We the People class headed to nationals for 13th straight year

We the People class headed to nationals for 13th straight year

Thirty-four freshmen in the North Smithfield High School We the People program will travel to Leesburg, Virginia, in April to compete in the national finals.
Local program leads the way in civics education

NORTH SMITHFIELD – It’s been a staple of North Smithfield High School education since 2002, and this April, the students of Natalie O’Brien’s freshman We the People course will head to the national finals for the 13th year running.

The class is an honors version of the freshman American Government course, fulfilling a school requirement for civics education. But it’s also a national competition, one that North Smithfield has excelled at on the state level since 2007.

Students spend the first half of the year covering a typical civics curriculum, learning about the history of United States government and its implementation today. Beginning in December, they gear all their efforts toward preparing for the state competition, which took place this year at NSHS on Feb. 9. As part of the competition, students present before a panel of judges on topics ranging from the details of individual rights to government involvement in global affairs.

“The questions, since they change every year, are often rooted in modern events,” explained O’Brien, who brought the program to the school in 2002.

According to O’Brien, the class gives students an opportunity to debate current events, with topics such as congressional oversight and immigration making regular appearances. While the class focuses on national government, O’Brien also looks for opportunities to bring in local issues, including last year’s proposed Nike boycott or the charter amendments in the 2018 election.

“I think that it is an authentic assessment that lets students share their knowledge,” she said. “Everyone’s paper may not answer the same question in the same way.”

Students noted the importance of the class for teaching them how to discuss political topics. Abby Sevegny, a freshman in the program, said she finds most political discussions today involve a lot of arguing back and forth without constructive debate. It’s a concern shared by Kaitlyn Walsh and George Malian, seniors and alumni of the We the People program. Malian recalled a debate in an AP Government class when students – most of them We the People alumni – debated the Syrian refugee crisis and several ended up switching sides after hearing the other’s argument.

“I think the biggest effect We the People has is teaching students to think independently,” he said. “Kate and I agree on a lot of things, but I don’t believe what Kate believes just because Kate believes it.”

It’s a skill that some fear is under attack. While American Government is a required class at NSHS, the state of Rhode Island does not require civics education, and some fear its absence could lead to less prepared citizens. In the fall, a group of 14 Rhode Island public high school students made headlines when they sued the state for failing to provide a civics education, arguing it made them less prepared to function in civic life. Around the same time, Gov. Charlie Baker in Massachusetts signed a law to require civics projects at the high school level, a move many say Rhode Island should follow.
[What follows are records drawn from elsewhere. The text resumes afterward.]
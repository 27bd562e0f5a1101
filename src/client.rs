//! Client-side chat state: reconciliation of paginated history with live
//! socket events, the typing-user set, the typing debounce, and the
//! active-chat switch routine.
//!
//! Everything here is transport-free and clock-injected so it can be driven
//! deterministically from tests; the network halves live in [`crate::transport`].

use std::collections::{HashMap, HashSet};
use std::time::{Duration, Instant};

use serde::{Deserialize, Serialize};

use crate::protocol::{content_id, ms_from_iso, ClientEvent, ServerEvent};
use crate::rooms::{room_name, ChatTarget};

/// Trailing-edge typing debounce window.
pub const TYPING_DEBOUNCE: Duration = Duration::from_millis(1000);

/// A message as the client renders it.  History rows and live events are
/// both normalized into this shape; `created_at` is epoch milliseconds.
#[derive(Debug, Clone, PartialEq, Serialize, Deserialize)]
#[serde(rename_all = "camelCase")]
pub struct ChatMessage {
    pub id: String,
    pub conversation_id: Option<String>,
    pub sender_id: String,
    pub content: String,
    pub created_at: i64,
}

/// Merge history pages with the live buffer into one view: deduplicated by
/// message id (last occurrence wins), sorted ascending by creation time
/// (ties broken by id).  Idempotent and order-independent in its inputs.
pub fn reconcile(history: &[ChatMessage], live: &[ChatMessage]) -> Vec<ChatMessage> {
    let mut by_id: HashMap<&str, &ChatMessage> = HashMap::new();
    for message in history.iter().chain(live) {
        by_id.insert(&message.id, message);
    }
    let mut merged: Vec<ChatMessage> = by_id.into_values().cloned().collect();
    merged.sort_by(|a, b| {
        a.created_at
            .cmp(&b.created_at)
            .then_with(|| a.id.cmp(&b.id))
    });
    merged
}

/// Output of the typing debounce.
#[derive(Debug, Clone, Copy, PartialEq, Eq)]
pub enum TypingSignal {
    Started,
    Stopped,
}

/// Trailing-edge debounce with a fixed window: every non-empty keystroke
/// signals `Started` and re-arms the timer; the timer's expiry signals
/// `Stopped`; an empty input signals `Stopped` immediately and disarms.
#[derive(Debug)]
pub struct TypingDebounce {
    window: Duration,
    deadline: Option<Instant>,
}

impl Default for TypingDebounce {
    fn default() -> Self {
        Self::new(TYPING_DEBOUNCE)
    }
}

impl TypingDebounce {
    pub fn new(window: Duration) -> Self {
        Self {
            window,
            deadline: None,
        }
    }

    /// Feed one keystroke's resulting input text.
    pub fn on_input(&mut self, text: &str, now: Instant) -> TypingSignal {
        if text.trim().is_empty() {
            self.deadline = None;
            TypingSignal::Stopped
        } else {
            self.deadline = Some(now + self.window);
            TypingSignal::Started
        }
    }

    /// Poll the timer.  Returns `Stopped` exactly once per quiet period.
    pub fn poll(&mut self, now: Instant) -> Option<TypingSignal> {
        match self.deadline {
            Some(deadline) if now >= deadline => {
                self.deadline = None;
                Some(TypingSignal::Stopped)
            }
            _ => None,
        }
    }

    /// Disarm without signalling (used when a send already emitted the
    /// stop event).
    pub fn reset(&mut self) {
        self.deadline = None;
    }

    /// The next instant `poll` could fire, if armed.
    pub fn deadline(&self) -> Option<Instant> {
        self.deadline
    }
}

/// The two writes a message send performs, in emit order: the socket
/// broadcast first (live UX), then the REST persistence call, then the
/// trailing `stop-typing`.  The ordering matters for responsiveness only;
/// the writes are independent.
#[derive(Debug, Clone, PartialEq)]
pub struct SendPlan {
    pub broadcast: ClientEvent,
    pub persist: PersistRequest,
    pub stop_typing: ClientEvent,
}

/// Body of the `sendTextMessage` REST call.
#[derive(Debug, Clone, PartialEq, Serialize, Deserialize)]
#[serde(rename_all = "camelCase")]
pub struct PersistRequest {
    pub sender_id: String,
    #[serde(default, skip_serializing_if = "Option::is_none")]
    pub conversation_id: Option<String>,
    #[serde(default, skip_serializing_if = "Option::is_none")]
    pub recipient_id: Option<String>,
    pub content: String,
}

/// Per-user chat session state: the active chat, its room, the live message
/// buffer, and who is currently typing.
pub struct ChatSession {
    user_id: String,
    user_name: String,
    chat: Option<ChatTarget>,
    current_room: Option<String>,
    live: Vec<ChatMessage>,
    typing: HashSet<String>,
    debounce: TypingDebounce,
}

impl ChatSession {
    pub fn new(user_id: impl Into<String>, user_name: impl Into<String>) -> Self {
        Self {
            user_id: user_id.into(),
            user_name: user_name.into(),
            chat: None,
            current_room: None,
            live: Vec::new(),
            typing: HashSet::new(),
            debounce: TypingDebounce::default(),
        }
    }

    pub fn current_room(&self) -> Option<&str> {
        self.current_room.as_deref()
    }

    pub fn live_messages(&self) -> &[ChatMessage] {
        &self.live
    }

    pub fn typing_users(&self) -> &HashSet<String> {
        &self.typing
    }

    /// The reconciled view for rendering.
    pub fn view(&self, history: &[ChatMessage]) -> Vec<ChatMessage> {
        reconcile(history, &self.live)
    }

    /// Switch the active chat.
    ///
    /// Clears the live buffer and the typing set (stale-data avoidance) and
    /// returns the events to emit: `leave-room` for the previous room (when
    /// there was one), then `join-room` for the new one.  The new room name
    /// is tracked so the next switch can leave it correctly.
    pub fn switch_chat(&mut self, chat: Option<ChatTarget>) -> Vec<ClientEvent> {
        let mut events = Vec::new();

        if let Some(previous) = self.current_room.take() {
            events.push(ClientEvent::LeaveRoom {
                room_name: previous,
            });
        }

        self.live.clear();
        self.typing.clear();
        self.debounce.reset();

        self.current_room = room_name(chat.as_ref(), &self.user_id);
        self.chat = chat;

        if let Some(room) = &self.current_room {
            events.push(ClientEvent::JoinRoom {
                room_name: room.clone(),
                user_id: self.user_id.clone(),
                chat_details: serde_json::Value::Null,
            });
        }

        events
    }

    /// Feed one keystroke's resulting input text; returns the typing event
    /// to emit, if any.
    pub fn input_changed(&mut self, text: &str, now: Instant) -> Option<ClientEvent> {
        let room = self.current_room.clone()?;
        match self.debounce.on_input(text, now) {
            TypingSignal::Started => Some(ClientEvent::TypingIndicator {
                room_name: room,
                user_id: self.user_id.clone(),
                user_name: self.user_name.clone(),
            }),
            TypingSignal::Stopped => Some(ClientEvent::StopTyping {
                room_name: room,
                user_id: self.user_id.clone(),
            }),
        }
    }

    /// Poll the debounce timer; emits the trailing `stop-typing` when the
    /// quiet period elapses.
    pub fn tick(&mut self, now: Instant) -> Option<ClientEvent> {
        let room = self.current_room.clone()?;
        match self.debounce.poll(now)? {
            TypingSignal::Stopped => Some(ClientEvent::StopTyping {
                room_name: room,
                user_id: self.user_id.clone(),
            }),
            TypingSignal::Started => None,
        }
    }

    /// Plan a message send for the active chat.  Returns `None` when no
    /// chat is active or the content is blank.
    pub fn compose_send(&mut self, content: &str) -> Option<SendPlan> {
        let chat = self.chat.as_ref()?;
        let room = self.current_room.clone()?;
        if content.trim().is_empty() {
            return None;
        }

        let conversation_id = chat.conversation_id().map(str::to_string);
        let recipient_id = match chat {
            ChatTarget::Direct { other_user_id } => Some(other_user_id.clone()),
            ChatTarget::Conversation { .. } => None,
        };

        self.debounce.reset();

        Some(SendPlan {
            broadcast: ClientEvent::SendMessage {
                room_name: room.clone(),
                user_id: self.user_id.clone(),
                content: content.to_string(),
                conversation_id: conversation_id.clone(),
            },
            persist: PersistRequest {
                sender_id: self.user_id.clone(),
                conversation_id,
                recipient_id,
                content: content.to_string(),
            },
            stop_typing: ClientEvent::StopTyping {
                room_name: room,
                user_id: self.user_id.clone(),
            },
        })
    }

    /// Apply one server event to local state.
    ///
    /// Live messages carry no database id, so a content-addressed id is
    /// derived for deduplication; the same broadcast seen twice collapses to
    /// one entry.
    pub fn apply(&mut self, event: &ServerEvent) {
        match event {
            ServerEvent::MessageReceived {
                room_name,
                user_id,
                content,
                timestamp,
                conversation_id,
            } => {
                if self.current_room.as_deref() != Some(room_name.as_str()) {
                    return;
                }
                let id = content_id(&[room_name, user_id, timestamp, content].map(String::as_str));
                self.live.push(ChatMessage {
                    id,
                    conversation_id: conversation_id.clone(),
                    sender_id: user_id.clone(),
                    content: content.clone(),
                    created_at: ms_from_iso(timestamp).unwrap_or_default(),
                });
            }
            ServerEvent::UserTyping { user_id, .. } => {
                self.typing.insert(user_id.clone());
            }
            ServerEvent::UserStoppedTyping { user_id, .. } => {
                self.typing.remove(user_id);
            }
            // Presence and error events don't alter the reconciled view.
            _ => {}
        }
    }
}
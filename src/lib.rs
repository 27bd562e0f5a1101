pub mod client;
pub mod logging;
pub mod protocol;
pub mod relay;
pub mod rooms;
pub mod server;
pub mod storage;
pub mod transport;
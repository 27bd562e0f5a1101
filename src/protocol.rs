//! Socket event types for the room relay.
//!
//! ## Wire format
//! - Frames are JSON objects tagged with an `"event"` field; event names are
//!   kebab-case and payload fields are camelCase, matching the original
//!   client contract.
//! - All timestamps are ISO-8601 strings generated server-side at broadcast
//!   time.
//! - Live message events carry no database id; clients derive a
//!   content-addressed id (see [`content_id`]) so reconciliation has a stable
//!   dedup key.
//!
//! These types are intentionally small and self-contained so the server
//! relay, the client session, and the integration tests all speak exactly the
//! same frames.

use base64::engine::general_purpose::URL_SAFE_NO_PAD;
use base64::Engine as _;
use chrono::{SecondsFormat, Utc};
use serde::{Deserialize, Serialize};
use serde_json::Value;
use sha2::{Digest, Sha256};

/// Events a client sends to the relay.
///
/// Identifier fields default to empty strings on deserialization: the relay
/// tolerates malformed payloads and broadcasts whatever was supplied rather
/// than rejecting the frame.
#[derive(Debug, Clone, PartialEq, Serialize, Deserialize)]
#[serde(tag = "event", rename_all = "kebab-case", rename_all_fields = "camelCase")]
pub enum ClientEvent {
    JoinRoom {
        #[serde(default)]
        room_name: String,
        #[serde(default)]
        user_id: String,
        /// Conversation or user object the client has open.  Opaque to the
        /// relay; accepted and ignored.
        #[serde(default, skip_serializing_if = "Value::is_null")]
        chat_details: Value,
    },
    LeaveRoom {
        #[serde(default)]
        room_name: String,
    },
    SendMessage {
        #[serde(default)]
        room_name: String,
        #[serde(default)]
        user_id: String,
        #[serde(default)]
        content: String,
        #[serde(default, skip_serializing_if = "Option::is_none")]
        conversation_id: Option<String>,
    },
    TypingIndicator {
        #[serde(default)]
        room_name: String,
        #[serde(default)]
        user_id: String,
        #[serde(default)]
        user_name: String,
    },
    StopTyping {
        #[serde(default)]
        room_name: String,
        #[serde(default)]
        user_id: String,
    },
}

/// Events the relay sends to clients.
#[derive(Debug, Clone, PartialEq, Serialize, Deserialize)]
#[serde(tag = "event", rename_all = "kebab-case", rename_all_fields = "camelCase")]
pub enum ServerEvent {
    UserJoined {
        user_id: String,
        room_name: String,
        timestamp: String,
    },
    UserLeft {
        user_id: String,
        room_name: String,
        timestamp: String,
    },
    /// Reply to the joining connection only.
    RoomInfo {
        member_count: usize,
        room_name: String,
    },
    /// Fan-out of `send-message`, delivered to every member including the
    /// sender.
    MessageReceived {
        room_name: String,
        user_id: String,
        content: String,
        timestamp: String,
        #[serde(default, skip_serializing_if = "Option::is_none")]
        conversation_id: Option<String>,
    },
    /// Delivered to the sender only when a `send-message` handler fails.
    MessageError {
        error: String,
        timestamp: String,
    },
    UserTyping {
        user_id: String,
        user_name: String,
        room_name: String,
        timestamp: String,
    },
    UserStoppedTyping {
        user_id: String,
        room_name: String,
        timestamp: String,
    },
}

/// Current wall-clock time as an ISO-8601 string with millisecond precision,
/// e.g. `2026-08-06T09:12:45.123Z`.
pub fn now_iso() -> String {
    Utc::now().to_rfc3339_opts(SecondsFormat::Millis, true)
}

/// Convert an epoch-millisecond timestamp (the storage representation) to an
/// ISO-8601 string.  Out-of-range values fall back to the epoch.
pub fn iso_from_ms(ms: i64) -> String {
    chrono::DateTime::<Utc>::from_timestamp_millis(ms)
        .unwrap_or_default()
        .to_rfc3339_opts(SecondsFormat::Millis, true)
}

/// Parse an ISO-8601 timestamp into epoch milliseconds.  Returns `None` for
/// unparseable input.
pub fn ms_from_iso(timestamp: &str) -> Option<i64> {
    chrono::DateTime::parse_from_rfc3339(timestamp)
        .ok()
        .map(|dt| dt.timestamp_millis())
}

/// Derive a content-addressed identifier from an event's identifying fields.
///
/// SHA-256 over the parts joined with `\n`, encoded as URL-safe base64
/// without padding.  Used by clients to give live message events a stable
/// dedup key, since the relay does not assign database ids.
pub fn content_id(parts: &[&str]) -> String {
    let mut hasher = Sha256::new();
    for (i, part) in parts.iter().enumerate() {
        if i > 0 {
            hasher.update(b"\n");
        }
        hasher.update(part.as_bytes());
    }
    URL_SAFE_NO_PAD.encode(hasher.finalize())
}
The impact of a lack of resources for civic education is visible within the program. When North Smithfield first began participating in We the People in 2002, there was fierce competition at the state level, with eight or nine schools participating. This year, NSHS was the only school to participate in the state, giving them a guaranteed spot at nationals (though students still had to give presentations before a panel of judges as with any past state competition). O’Brien said the decline is due in part to a lack of funding for the program as well as the toll it takes on volunteers.

O’Brien trains other teachers in the program through workshops at Suffolk University. At NSHS, she relies on a lineup of volunteers – including state representatives, local officials, attorneys and program alumni – to serve as judges at the school’s annual dress rehearsal and guest speakers in class. In terms of civic involvement, the efforts pay off. Studies, she said, show that students who participate in We the People are more likely to vote and participate in local government later in life. That includes students like Walsh and Malian, both of who served as poll workers during the most recent election and plan to study political science in college.

“Because of We the People, I want to be a constitutional lawyer,” said Walsh.

O’Brien is hoping more teachers in Rhode Island recognize the opportunities of the program for their classes. Her students, meanwhile, are hard at work preparing for their trip to Leesburg, Virginia, April 26 to 30. Many schools reserve the program for their junior and senior classes, so the town’s freshmen will face off against some of the most civic-minded upperclassmen in the country.

The public is invited to view the students’ dress rehearsal at NSHS on Tuesday, April 23, at 6:30 p.m. Several upcoming fundraisers will help the students defray the cost of their trip, including:

• March 26 – Gator’s Pub night, 5 p.m. to 9 p.m. (a percentage of proceeds will benefit We the People).

• April 7 – Car Wash at NSHS, 12 to 3 p.m.

• Raffle tickets available for local gift certificates, PPAC tickets and preseason Patriots tickets. Contact Natalie O’Brien at nobrien@nsps.us to purchase.


I can only imagine the lasting impact the students will have in life. Natalie O'Brien is a true public servant.